> [INFORMATION GIVEN]:

= = = = =

//! Readability-style main content extraction over a parsed document.

use ego_tree::NodeRef;
use html_escape::{encode_double_quoted_attribute, encode_text};
use scraper::{ElementRef, Html, Node, Selector};
use serde::{Deserialize, Serialize};

use crate::dom::{collapse_whitespace, collect_text, document_title, resolve_url};
use crate::domain::ExtractedArticle;

const VOID_ELEMENTS: &[&str] = &[
    "area", "base", "br", "col", "embed", "hr", "img", "input", "link", "meta", "source", "track",
    "wbr",
];

#[derive(Debug, Clone, Serialize, Deserialize)]
#[serde(default)]
pub struct ReadabilityOptions {
    /// Candidate containers for the main content, in priority order
    pub content_selectors: Vec<String>,

    /// Elements dropped from the extracted content (ads, navigation, etc.)
    pub remove_selectors: Vec<String>,

    /// A candidate needs at least this many characters of text (default: 100)
    pub min_content_length: usize,
}

impl Default for ReadabilityOptions {
    fn default() -> Self {
        let strings = |items: &[&str]| items.iter().map(|s| s.to_string()).collect();
        Self {
            content_selectors: strings(&[
                "article",
                "[role=\"main\"]",
                "main",
                ".post-content",
                ".article-content",
                ".entry-content",
                ".content",
                "#content",
                ".post",
                ".article",
                ".blog-post",
            ]),
            remove_selectors: strings(&[
                "nav",
                "header",
                "footer",
                "aside",
                "form",
                ".sidebar",
                ".advertisement",
                ".ad",
                ".ads",
                ".social-share",
                ".comments",
                ".related-posts",
                "script",
                "style",
                "noscript",
                "iframe",
            ]),
            min_content_length: 100,
        }
    }
}

pub struct ReadabilityExtractor {
    content_selectors: Vec<Selector>,
    remove_selectors: Vec<Selector>,
    min_content_length: usize,
}

impl Default for ReadabilityExtractor {
    fn default() -> Self {
        Self::new(&ReadabilityOptions::default())
    }
}

fn parse_selectors(selectors: &[String]) -> Vec<Selector> {
    selectors
        .iter()
        .filter_map(|s| match Selector::parse(s) {
            Ok(selector) => Some(selector),
            Err(e) => {
                tracing::warn!(selector = %s, "Ignoring invalid selector: {:?}", e);
                None
            }
        })
        .collect()
}

impl ReadabilityExtractor {
    pub fn new(options: &ReadabilityOptions) -> Self {
        Self {
            content_selectors: parse_selectors(&options.content_selectors),
            remove_selectors: parse_selectors(&options.remove_selectors),
            min_content_length: options.min_content_length,
        }
    }

    pub fn extract_html(&self, html: &str, url: &str) -> ExtractedArticle {
        self.extract(&Html::parse_document(html), url)
    }

    pub fn extract(&self, document: &Html, url: &str) -> ExtractedArticle {
        let container = self.main_container(document);

        let mut content = String::new();
        let mut text = Vec::new();
        match container {
            Some(element) => {
                for child in element.children() {
                    self.write_clean(child, url, &mut content, &mut text);
                }
            }
            None => self.write_clean(document.tree.root(), url, &mut content, &mut text),
        }

        let image_url = meta_content(document, "meta[property=\"og:image\"]")
            .or_else(|| {
                container
                    .and_then(|c| select_first(c, "img[src]"))
                    .and_then(|img| img.value().attr("src").map(String::from))
            })
            .and_then(|src| resolve_url(url, &src));

        ExtractedArticle {
            url: url.to_string(),
            title: meta_content(document, "meta[property=\"og:title\"]")
                .or_else(|| document_title(document))
                .or_else(|| {
                    Selector::parse("h1").ok().and_then(|sel| {
                        document
                            .select(&sel)
                            .next()
                            .map(|h| collapse_whitespace(&h.text().collect::<String>()))
                    })
                }),
            content: content.trim().to_string(),
            content_text: text.join("\n"),
            content_mime: "text/html".to_string(),
            image_url,
            favicon_url: Selector::parse("link[rel~=\"icon\"][href]")
                .ok()
                .and_then(|sel| document.select(&sel).next())
                .and_then(|link| link.value().attr("href"))
                .and_then(|href| resolve_url(url, href)),
            published: meta_content(document, "meta[property=\"article:published_time\"]").or_else(|| {
                Selector::parse("time[datetime]")
                    .ok()
                    .and_then(|sel| document.select(&sel).next())
                    .and_then(|t| t.value().attr("datetime").map(String::from))
            }),
        }
    }

    fn main_container<'a>(&self, document: &'a Html) -> Option<ElementRef<'a>> {
        for selector in &self.content_selectors {
            if let Some(element) = document.select(selector).next() {
                if collect_text(*element).chars().count() > self.min_content_length {
                    return Some(element);
                }
            }
        }
        Selector::parse("body")
            .ok()
            .and_then(|sel| document.select(&sel).next())
    }

    fn is_removed(&self, element: ElementRef<'_>) -> bool {
        self.remove_selectors.iter().any(|s| s.matches(&element))
    }

    fn write_clean(&self, node: NodeRef<'_, Node>, base_url: &str, html: &mut String, text: &mut Vec<String>) {
        match node.value() {
            Node::Text(t) => {
                html.push_str(&encode_text(&**t));
                let trimmed = t.trim();
                if !trimmed.is_empty() {
                    text.push(trimmed.to_string());
                }
            }
            Node::Element(element) => {
                let Some(element_ref) = ElementRef::wrap(node) else {
                    return;
                };
                if self.is_removed(element_ref) {
                    return;
                }
                let name = element.name();
                html.push('<');
                html.push_str(name);
                for (key, value) in element.attrs() {
                    if key.starts_with("on") || key == "style" {
                        continue;
                    }
                    let value = if key == "href" || key == "src" {
                        resolve_url(base_url, value).unwrap_or_else(|| value.to_string())
                    } else {
                        value.to_string()
                    };
                    html.push_str(&format!(" {}=\"{}\"", key, encode_double_quoted_attribute(&value)));
                }
                html.push('>');
                if VOID_ELEMENTS.contains(&name) {
                    return;
                }
                for child in node.children() {
                    self.write_clean(child, base_url, html, text);
                }
                html.push_str("</");
                html.push_str(name);
                html.push('>');
            }
            Node::Document | Node::Fragment => {
                for child in node.children() {
                    self.write_clean(child, base_url, html, text);
                }
            }
            _ => {}
        }
    }
}

fn meta_content(document: &Html, selector: &str) -> Option<String> {
    let selector = Selector::parse(selector).ok()?;
    document
        .select(&selector)
        .next()
        .and_then(|m| m.value().attr("content"))
        .map(|c| c.trim().to_string())
        .filter(|c| !c.is_empty())
}

fn select_first<'a>(element: ElementRef<'a>, selector: &str) -> Option<ElementRef<'a>> {
    let selector = Selector::parse(selector).ok()?;
    element.select(&selector).next()
}

#[cfg(test)]
mod tests {
    use super::*;

    const ARTICLE: &str = r#"<html><head>
        <title>Page Title</title>
        <meta property="og:image" content="/cover.png">
        <link rel="icon" href="/favicon.ico">
      </head><body>
        <nav><a href="/">Home</a></nav>
        <article>
          <h1>Headline</h1>
          <p onclick="evil()">This paragraph is long enough to count as the main content of the page, well over a hundred characters.</p>
          <aside>Related stuff</aside>
          <img src="inline.png">
          <script>track()</script>
        </article>
        <footer>Copyright</footer>
      </body></html>"#;

    #[test]
    fn test_extracts_article_and_strips_noise() {
        let article = ReadabilityExtractor::default().extract_html(ARTICLE, "https://example.com/post");

        assert_eq!(article.title.as_deref(), Some("Page Title"));
        assert!(article.content.contains("<h1>Headline</h1>"));
        assert!(article.content.contains("<img src=\"https://example.com/inline.png\">"));
        assert!(!article.content.contains("Related stuff"));
        assert!(!article.content.contains("track()"));
        assert!(!article.content.contains("onclick"));
        assert!(!article.content.contains("Copyright"));
        assert!(article.content_text.starts_with("Headline\nThis paragraph"));
        assert_eq!(article.image_url.as_deref(), Some("https://example.com/cover.png"));
        assert_eq!(article.favicon_url.as_deref(), Some("https://example.com/favicon.ico"));
        assert_eq!(article.content_mime, "text/html");
    }

    #[test]
    fn test_falls_back_to_body_for_short_candidates() {
        let html = "<html><body><article>tiny</article><div>Body text</div></body></html>";
        let article = ReadabilityExtractor::default().extract_html(html, "https://example.com");
        assert!(article.content_text.contains("tiny"));
        assert!(article.content_text.contains("Body text"));
        assert_eq!(article.title, None);
    }

    #[test]
    fn test_title_falls_back_to_h1() {
        let html = "<html><body><h1>Only Heading</h1></body></html>";
        let article = ReadabilityExtractor::default().extract_html(html, "https://example.com");
        assert_eq!(article.title.as_deref(), Some("Only Heading"));
    }
}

= = = = =

> [TASK PROMPT]: Collect every line with the string "ExtractedArticle" from the records, and copy each.

> [EXERCISE RESPONSE]:
use crate::domain::ExtractedArticle;
    pub fn extract_html(&self, html: &str, url: &str) -> ExtractedArticle {
    pub fn extract(&self, document: &Html, url: &str) -> ExtractedArticle {
        ExtractedArticle {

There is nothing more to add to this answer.